CEVAP : Davalı vekili cevap dilekçesinde özetle; davacı ile davalı müvekkil arasında yapılan ticari mal satımı neticesinde anlaşmalık konusu bir kumaş sebebi ile talimat ile 04/02/2021 tarihinde İzmir 3. İcra 2021/… esas sayılı dosyadan müvekkil şirkete hacze gelindiğini ve ardından ihtiyati haciz miktarı olan 40.000 TL talimat dosyasına yatırıldığını, aynı gün icra dairesine yapılan işleme ve borca ilişkin itirazlarını içeren dilekçe sunulduğunu, öncelikle mahkemenin takibe yaptığımız itiraz üzerine duran takip ile alakalı olarak ve davanın açılış yeri olarak değerlendirme yapılıp , taraflar arasında yazılı bir yetki sözleşmesi olmaması sebebi ve borçlunun işletme yeri adresi İzmir olması ile yetki yönünden davanın reddi gerekmekte olduğunu, haksız yapılan takibe ilişkin borcu da kısmen kabul ettiklerini, gönderilen ürünlerin hatalı ve işleme girmeden anlaşılamayacak nitelikte olmaları sebebi ile müvekkil şirket müşterinin siparişleri için işleme başladıktan sonra gelen kumaşın ayıplı olduğunu gördüğünü, hemen davacı yana bildirdiğini, müşterinin müvekkil şirkete yönelttiği reklamasyon bedeline ilişkin yine davacı yana bildirim yapıldığını, ayrıca fatura kesilip gönderilmiş olmasına rağmen faturaya da itiraz ettiklerini, kaldı ki müşterinin müvekkile uyguladığı reklamasyon davacı yanın müvekkile göndermiş olduğu gizli ayıplı mallardan doğduğunu, gönderilen kumaşların gramajlarındaki ciddi değişimlerin müşteri yönünden alınan siparişlerin yapılmasına imkan vermediğini, gönderilen ürünler ile alakalı olarak gramaj değişimleri bildirilmiş olmasına rağmen davacı yan hiçbir yapıcı çözüm sunmadığını ve sürekli olarak müvekkili geçiştirme yoluna gittiğini, müvekkilinin yaşanan olay neticesinde hem müşteri yönünden hem de çalışanları ile ayıplı mal sebebi ile sıkıntı yaşamış ve hala yaşamakta olduğunu, müvekkilinin hala ticari faaliyetlerini ihracat ve iç piyasa olarak sürdürmekle birlikte uzun yıllardır tekstil sektöründe faaliyet gösteren saygın bir şirket olduğunu, ülke istihdamının yanı sıra ihracata da katkıda bulunan müvekkil şirket aleyhine yapılan haksız ve gerçekten yoksun borca ilişkin takibin iptalini istemekte olduklarını belirterek davacının kötü niyetle yapmış olduğu icra takibinin iptaline ve alacaklının icra inkar tazminatına mahkumiyetine karar verilmesi gerektiğini savunmuştur.

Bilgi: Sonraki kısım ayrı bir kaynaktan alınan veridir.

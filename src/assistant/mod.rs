//! Assistant chat engine.
//!
//! Headless state machine behind the chat panel: loading → ready →
//! generating ⇄ ready. The UI renders snapshots; all transitions happen
//! here. Inference runs on a spawned task so the transcript repaints before
//! the potentially slow call, and a single-flight guard rejects sends while
//! a generation is already in flight.

pub mod generator;

use std::sync::atomic::{AtomicU8, Ordering};
use std::sync::Arc;

use tokio::sync::Mutex;
use tracing::{error, info};

pub use self::generator::{GenerateParams, Generator, OllamaGenerator};

pub const GREETING: &str = "Hello! I am your AI assistant. How can I help you today?";
pub const STILL_LOADING_REPLY: &str = "I'm still loading my brain... please wait a moment!";
pub const GENERATION_FAILED_REPLY: &str = "Sorry, I encountered an error processing your request.";

#[derive(Debug, Clone, Copy, PartialEq, Eq)]
pub enum Role {
    User,
    Bot,
}

/// One transcript entry. Ephemeral — never persisted.
#[derive(Debug, Clone)]
pub struct ChatMessage {
    pub role: Role,
    pub text: String,
}

impl ChatMessage {
    fn user(text: impl Into<String>) -> Self {
        Self {
            role: Role::User,
            text: text.into(),
        }
    }

    fn bot(text: impl Into<String>) -> Self {
        Self {
            role: Role::Bot,
            text: text.into(),
        }
    }
}

struct Inner {
    transcript: Vec<ChatMessage>,
    /// True until acquisition finishes — success or failure. A failed
    /// acquisition clears this flag but never sets `acquired`, so the widget
    /// degrades to the still-loading reply for the rest of the session.
    loading: bool,
    acquired: bool,
    generating: bool,
}

/// Point-in-time view of the widget, for rendering.
#[derive(Debug, Clone)]
pub struct Snapshot {
    pub transcript: Vec<ChatMessage>,
    pub loading: bool,
    pub generating: bool,
    pub progress: u8,
}

pub struct Assistant {
    generator: Arc<dyn Generator>,
    params: GenerateParams,
    inner: Mutex<Inner>,
    progress: AtomicU8,
}

impl Assistant {
    pub fn new(generator: Arc<dyn Generator>, params: GenerateParams) -> Arc<Self> {
        Arc::new(Self {
            generator,
            params,
            inner: Mutex::new(Inner {
                transcript: vec![ChatMessage::bot(GREETING)],
                loading: true,
                acquired: false,
                generating: false,
            }),
            progress: AtomicU8::new(0),
        })
    }

    /// Begin asynchronous model acquisition. Progress lands in the snapshot
    /// as a 0-100 percentage. Acquisition failure is logged and leaves the
    /// widget silently degraded — no retry is attempted.
    pub fn start(self: &Arc<Self>) {
        let this = Arc::clone(self);
        tokio::spawn(async move {
            let cb = {
                let this = Arc::clone(&this);
                move |pct: u8| this.progress.store(pct, Ordering::Relaxed)
            };
            let result = this.generator.acquire(&cb).await;
            let mut inner = this.inner.lock().await;
            inner.loading = false;
            match result {
                Ok(()) => {
                    inner.acquired = true;
                    this.progress.store(100, Ordering::Relaxed);
                    info!("assistant model ready");
                }
                Err(e) => {
                    let err = format!("{e:#}");
                    error!(err = %err, "assistant model acquisition failed — assistant disabled for this session");
                }
            }
        });
    }

    /// Submit a message. Returns `false` when the input trims empty or a
    /// generation is already in flight (single-flight guard) — the transcript
    /// is untouched in both cases.
    ///
    /// While the model is unavailable the user message still lands in the
    /// transcript, followed immediately by the fixed still-loading reply.
    pub async fn send(self: &Arc<Self>, text: &str) -> bool {
        let text = text.trim();
        if text.is_empty() {
            return false;
        }

        let mut inner = self.inner.lock().await;
        if inner.generating {
            return false;
        }

        inner.transcript.push(ChatMessage::user(text));

        if !inner.acquired {
            inner.transcript.push(ChatMessage::bot(STILL_LOADING_REPLY));
            return true;
        }

        inner.generating = true;
        drop(inner);

        let this = Arc::clone(self);
        let prompt = text.to_string();
        tokio::spawn(async move {
            // Yield once so the just-appended user message paints before
            // inference occupies the executor.
            tokio::task::yield_now().await;

            let reply = match this.generator.generate(&prompt, &this.params).await {
                Ok(text) => text,
                Err(e) => {
                    let err = format!("{e:#}");
                    error!(err = %err, "assistant generation failed");
                    GENERATION_FAILED_REPLY.to_string()
                }
            };

            // No cancellation: a reset mid-generation still receives the
            // reply into whatever transcript exists now.
            let mut inner = this.inner.lock().await;
            inner.transcript.push(ChatMessage::bot(reply));
            inner.generating = false;
        });

        true
    }

    /// Clear the transcript back to the single greeting. Does not reload the
    /// model and does not cancel an in-flight generation.
    pub async fn reset(&self) {
        let mut inner = self.inner.lock().await;
        inner.transcript = vec![ChatMessage::bot(GREETING)];
    }

    pub async fn snapshot(&self) -> Snapshot {
        let inner = self.inner.lock().await;
        Snapshot {
            transcript: inner.transcript.clone(),
            loading: inner.loading,
            generating: inner.generating,
            progress: self.progress.load(Ordering::Relaxed),
        }
    }
}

HUKUKİ NİTELENDİRME, DELİLLER VE GEREKÇE;
Dava, davacı tarafça davalı yana yapılan kumaş baskı işlemi işi nedeni ile ayıplı ve eksik gramajlı ürün teslimi yapılıp yapılmadığı, var ise ayıbın niteliği ve tutarının neden ibaret olacağı, davacının faturaya konu alacak tutarının icra takibi itibari ile neden ibaret olacağına ilişkin itirazın iptali davasıdır.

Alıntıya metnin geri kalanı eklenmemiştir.